Fibroblast growth factor promotes the development of deep cerebellar nuclear neurons in dissociated mouse cerebellar cultures

Abstract

Neurons of the deep cerebellar nuclei and excitatory cerebellar interneurons arise from the rhombic lip of the cerebellar anlage. In contrast, Purkinje cells and inhibitory interneurons arise in the neuroepithelium of the fourth ventricle. During development, the projection neurons of the cerebellar nuclei are born first (embryo age (E)9–E12 in mouse) followed closely by the Purkinje cells (E10–E13). Cerebellar interneurons arise later and differentiate postnatally. We have examined the development of cerebellar nuclear neurons in primary cultures. Embryonic cerebella from E15 to E18 pups were cultured 21 days in vitro. Three distinct classes of large neurons were identified: those expressing calbindin, typical of Purkinje cells; those expressing neurogranin (Golgi cells); and a third class expressing parvalbumin but not calbindin, consistent with the morphology of large projection neurons of the cerebellar nuclei. These neurons also express Tbr1, a specific antigenic marker of cerebellar nuclear neurons. Birthdating by using BrdU incorporation shows that the putative DCN neurons are not born in vitro. To confirm their identity the E18 cerebellum was dissected into cerebellar nuclear-containing (ventral) and -lacking (dorsal) halves, which were then dissociated and cultured separately.

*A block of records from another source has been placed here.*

// Copyright 2026 Phillip Cloud
// Licensed under the Apache License, Version 2.0

use anyhow::{Context, Result, anyhow, bail};
use serde::Deserialize;
use std::env;
use std::fs;
use std::path::{Path, PathBuf};
use std::time::Duration;

pub const APP_NAME: &str = "consultas";
const CONFIG_VERSION: i64 = 1;
const DEFAULT_BASE_URL: &str = "http://localhost:8000";
const DEFAULT_LOG_LEVEL: &str = "info";
const LOG_FILE_NAME: &str = "consultas.log";

pub const CONFIG_PATH_ENV: &str = "CONSULTAS_CONFIG_PATH";
pub const BASE_URL_ENV: &str = "CONSULTAS_BASE_URL";

#[derive(Debug, Clone, Deserialize)]
pub struct Config {
    pub version: i64,
    #[serde(default)]
    pub server: Server,
    #[serde(default)]
    pub log: Log,
}

impl Default for Config {
    fn default() -> Self {
        Self {
            version: CONFIG_VERSION,
            server: Server::default(),
            log: Log::default(),
        }
    }
}

#[derive(Debug, Clone, Default, Deserialize)]
pub struct Server {
    pub base_url: Option<String>,
    pub timeout: Option<String>,
}

#[derive(Debug, Clone, Default, Deserialize)]
pub struct Log {
    pub level: Option<String>,
    pub file: Option<String>,
}

impl Config {
    pub fn default_path() -> Result<PathBuf> {
        if let Some(path) = env::var_os(CONFIG_PATH_ENV) {
            return Ok(PathBuf::from(path));
        }

        let config_root = dirs::config_dir().ok_or_else(|| {
            anyhow!("cannot resolve config directory; set {CONFIG_PATH_ENV} to the config file")
        })?;
        Ok(config_root.join(APP_NAME).join("config.toml"))
    }

    pub fn load(path: &Path) -> Result<Self> {
        if !path.exists() {
            return Ok(Self::default());
        }

        let raw = fs::read_to_string(path)
            .with_context(|| format!("read config file {}", path.display()))?;
        let value: toml::Value = toml::from_str(&raw)
            .with_context(|| format!("parse TOML config {}", path.display()))?;

        let version = value
            .get("version")
            .and_then(toml::Value::as_integer)
            .ok_or_else(|| {
                anyhow!(
                    "config file {} has no version -- add `version = 1` and put settings under [server] and [log]",
                    path.display()
                )
            })?;

        if version != CONFIG_VERSION {
            bail!(
                "unsupported config version {} in {} -- expected version = 1",
                version,
                path.display()
            );
        }

        let config: Config = value
            .try_into()
            .with_context(|| format!("decode config {}", path.display()))?;
        config.validate(path)?;
        Ok(config)
    }

    fn validate(&self, path: &Path) -> Result<()> {
        if let Some(timeout) = &self.server.timeout {
            let parsed = parse_duration(timeout)?;
            if parsed.is_zero() {
                bail!(
                    "server.timeout in {} must be positive, got {} -- remove it to wait indefinitely",
                    path.display(),
                    timeout
                );
            }
        }

        if let Some(level) = &self.log.level
            && level.trim().is_empty()
        {
            bail!("log.level in {} must not be empty", path.display());
        }

        Ok(())
    }

    /// Resolves the server base URL: `override_url` (the command line) wins,
    /// then `CONSULTAS_BASE_URL`, then `[server].base_url`, then the default.
    /// The client validates the result.
    pub fn base_url(&self, override_url: Option<&str>) -> String {
        match override_url {
            Some(url) => url.to_owned(),
            None => match env::var(BASE_URL_ENV) {
                Ok(url) if !url.trim().is_empty() => url,
                _ => self
                    .server
                    .base_url
                    .clone()
                    .unwrap_or_else(|| DEFAULT_BASE_URL.to_owned()),
            },
        }
    }

    pub fn timeout(&self) -> Result<Option<Duration>> {
        self.server
            .timeout
            .as_deref()
            .map(parse_duration)
            .transpose()
    }

    pub fn log_level(&self) -> &str {
        self.log
            .level
            .as_deref()
            .map(str::trim)
            .unwrap_or(DEFAULT_LOG_LEVEL)
    }

    /// `None` when neither `[log].file` nor a platform data directory is
    /// available.
    pub fn log_path(&self) -> Option<PathBuf> {
        match &self.log.file {
            Some(file) => Some(PathBuf::from(file)),
            None => dirs::data_local_dir().map(|root| root.join(APP_NAME).join(LOG_FILE_NAME)),
        }
    }

    pub fn example_config(path: &Path) -> String {
        format!(
            "# consultas config\n# Place this file at: {}\n\nversion = 1\n\n[server]\nbase_url = \"{}\"\n# Optional. Omit to wait on the server indefinitely.\n# timeout = \"30s\"\n\n[log]\n# Overridden by the {} environment variable when set.\nlevel = \"{}\"\n# Optional. Default is the platform data dir (for example ~/.local/share/consultas/consultas.log)\n# file = \"/absolute/path/to/consultas.log\"\n",
            path.display(),
            DEFAULT_BASE_URL,
            crate::logging::LOG_ENV,
            DEFAULT_LOG_LEVEL,
        )
    }
}

fn parse_duration(raw: &str) -> Result<Duration> {
    if let Some(value) = raw.strip_suffix("ms") {
        let millis: u64 = value
            .parse()
            .with_context(|| format!("invalid timeout duration {raw:?}"))?;
        return Ok(Duration::from_millis(millis));
    }
    if let Some(value) = raw.strip_suffix('s') {
        let secs: u64 = value
            .parse()
            .with_context(|| format!("invalid timeout duration {raw:?}"))?;
        return Ok(Duration::from_secs(secs));
    }
    if let Some(value) = raw.strip_suffix('m') {
        let mins: u64 = value
            .parse()
            .with_context(|| format!("invalid timeout duration {raw:?}"))?;
        let secs = mins
            .checked_mul(60)
            .ok_or_else(|| anyhow!("invalid timeout duration {raw:?}"))?;
        return Ok(Duration::from_secs(secs));
    }

    bail!("invalid duration {raw:?}; use one of: <N>ms, <N>s, <N>m (for example 500ms or 30s)")
}

#[cfg(test)]
mod tests {
    use super::{BASE_URL_ENV, CONFIG_PATH_ENV, Config, parse_duration};
    use anyhow::Result;
    use consultas_client::Client;
    use std::path::PathBuf;
    use std::sync::{Mutex, OnceLock};
    use std::time::Duration;

    fn write_config(content: &str) -> Result<(tempfile::TempDir, PathBuf)> {
        let temp = tempfile::tempdir()?;
        let path = temp.path().join("config.toml");
        std::fs::write(&path, content)?;
        Ok((temp, path))
    }

    fn env_lock() -> std::sync::MutexGuard<'static, ()> {
        static ENV_LOCK: OnceLock<Mutex<()>> = OnceLock::new();
        match ENV_LOCK.get_or_init(|| Mutex::new(())).lock() {
            Ok(guard) => guard,
            Err(poisoned) => poisoned.into_inner(),
        }
    }

    #[test]
    fn missing_config_uses_defaults() -> Result<()> {
        let _guard = env_lock();
        // SAFETY: test-only process-local env mutation.
        unsafe {
            std::env::remove_var(BASE_URL_ENV);
        }
        let temp = tempfile::tempdir()?;
        let config = Config::load(&temp.path().join("missing.toml"))?;
        assert_eq!(config.version, 1);
        assert_eq!(config.base_url(None), "http://localhost:8000");
        assert_eq!(config.timeout()?, None);
        assert_eq!(config.log_level(), "info");
        Ok(())
    }

    #[test]
    fn unversioned_config_is_rejected_with_actionable_message() -> Result<()> {
        let (_temp, path) = write_config("[server]\nbase_url = \"http://db:8000\"\n")?;
        let error = Config::load(&path).expect_err("unversioned config should fail");
        let message = error.to_string();
        assert!(message.contains("version = 1"));
        assert!(message.contains("[server] and [log]"));
        Ok(())
    }

    #[test]
    fn unsupported_config_version_is_rejected() -> Result<()> {
        let (_temp, path) = write_config("version = 2\n")?;
        let error = Config::load(&path).expect_err("v2 config should fail");
        assert!(error.to_string().contains("unsupported config version 2"));
        Ok(())
    }

    #[test]
    fn malformed_config_returns_parse_error() -> Result<()> {
        let (_temp, path) = write_config("{{not toml")?;
        let error = Config::load(&path).expect_err("malformed config should fail");
        assert!(error.to_string().contains("parse TOML config"));
        Ok(())
    }

    #[test]
    fn v1_config_parses() -> Result<()> {
        let _guard = env_lock();
        // SAFETY: test-only process-local env mutation.
        unsafe {
            std::env::remove_var(BASE_URL_ENV);
        }
        let (_temp, path) = write_config(
            "version = 1\n[server]\nbase_url = \"https://consultas.example.edu/\"\ntimeout = \"2m\"\n[log]\nlevel = \"debug\"\nfile = \"/tmp/consultas-test.log\"\n",
        )?;

        let config = Config::load(&path)?;
        assert_eq!(config.base_url(None), "https://consultas.example.edu/");
        assert_eq!(config.timeout()?, Some(Duration::from_secs(120)));
        assert_eq!(config.log_level(), "debug");
        assert_eq!(
            config.log_path(),
            Some(PathBuf::from("/tmp/consultas-test.log"))
        );
        Ok(())
    }

    #[test]
    fn invalid_base_url_is_left_to_the_client() -> Result<()> {
        let _guard = env_lock();
        // SAFETY: test-only process-local env mutation.
        unsafe {
            std::env::remove_var(BASE_URL_ENV);
        }
        let (_temp, path) = write_config("version = 1\n[server]\nbase_url = \"ftp://files\"\n")?;
        let config = Config::load(&path)?;
        let error = Client::new(&config.base_url(None), None)
            .expect_err("ftp base url should fail");
        assert!(error.to_string().contains("must use http or https"), "{error}");
        Ok(())
    }

    #[test]
    fn zero_timeout_is_rejected() -> Result<()> {
        let (_temp, path) = write_config("version = 1\n[server]\ntimeout = \"0s\"\n")?;
        let error = Config::load(&path).expect_err("zero timeout should fail");
        assert!(error.to_string().contains("must be positive"));
        Ok(())
    }

    #[test]
    fn base_url_override_order_is_flag_then_env_then_file() -> Result<()> {
        let _guard = env_lock();
        let (_temp, path) =
            write_config("version = 1\n[server]\nbase_url = \"http://from-file:8000\"\n")?;
        let config = Config::load(&path)?;

        // SAFETY: test-only process-local env mutation.
        unsafe {
            std::env::set_var(BASE_URL_ENV, "http://from-env:8000/");
        }
        let from_env = config.base_url(None);
        let from_flag = config.base_url(Some("http://from-flag:8000"));
        // SAFETY: test cleanup for process-local env mutation.
        unsafe {
            std::env::remove_var(BASE_URL_ENV);
        }
        let from_file = config.base_url(None);

        assert_eq!(from_env, "http://from-env:8000/");
        assert_eq!(from_flag, "http://from-flag:8000");
        assert_eq!(from_file, "http://from-file:8000");
        Ok(())
    }

    #[test]
    fn default_path_honors_env_override() -> Result<()> {
        let _guard = env_lock();
        let temp = tempfile::tempdir()?;
        let override_path = temp.path().join("custom-config.toml");
        // SAFETY: test-only process-local env mutation.
        unsafe {
            std::env::set_var(CONFIG_PATH_ENV, &override_path);
        }
        let resolved = Config::default_path();
        // SAFETY: test cleanup for process-local env mutation.
        unsafe {
            std::env::remove_var(CONFIG_PATH_ENV);
        }
        assert_eq!(resolved?, override_path);
        Ok(())
    }

    #[test]
    fn default_path_lives_under_app_dir() -> Result<()> {
        let _guard = env_lock();
        // SAFETY: test-only process-local env mutation.
        unsafe {
            std::env::remove_var(CONFIG_PATH_ENV);
        }
        let path = Config::default_path()?;
        assert!(path.ends_with("consultas/config.toml"), "got {}", path.display());
        Ok(())
    }

    #[test]
    fn timeout_parses_ms_seconds_and_minutes() -> Result<()> {
        assert_eq!(parse_duration("500ms")?, Duration::from_millis(500));
        assert_eq!(parse_duration("30s")?, Duration::from_secs(30));
        assert_eq!(parse_duration("2m")?, Duration::from_secs(120));
        Ok(())
    }

    #[test]
    fn timeout_rejects_overflowing_minutes() {
        let error = parse_duration(&format!("{}m", u64::MAX))
            .expect_err("overflowing minutes should fail");
        assert!(error.to_string().contains("invalid timeout duration"));
    }

    #[test]
    fn timeout_rejects_invalid_duration() {
        let error = parse_duration("soon").expect_err("invalid duration should fail");
        let message = error.to_string();
        assert!(
            message.contains("invalid duration") || message.contains("invalid timeout duration"),
            "unexpected message: {message}"
        );
    }

    #[test]
    fn example_config_loads_back() -> Result<()> {
        let temp = tempfile::tempdir()?;
        let path = temp.path().join("config.toml");
        let example = Config::example_config(&path);
        assert!(example.contains("version = 1"));
        assert!(example.contains("[server]"));
        assert!(example.contains("[log]"));

        std::fs::write(&path, example)?;
        let config = Config::load(&path)?;
        assert_eq!(config.log_level(), "info");
        Ok(())
    }
}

Only the ventral cultures produce putative cerebellar nuclear neurons. In contrast to E15–E18 cultures, dissociated E13–E14 cerebella in vitro do not yield putative cerebellar nuclear neurons. However, E14 cultures do produce them when fibroblast growth factors are added to the medium. We conclude that FGF signaling is required for the maturation of cerebellar nuclear neurons.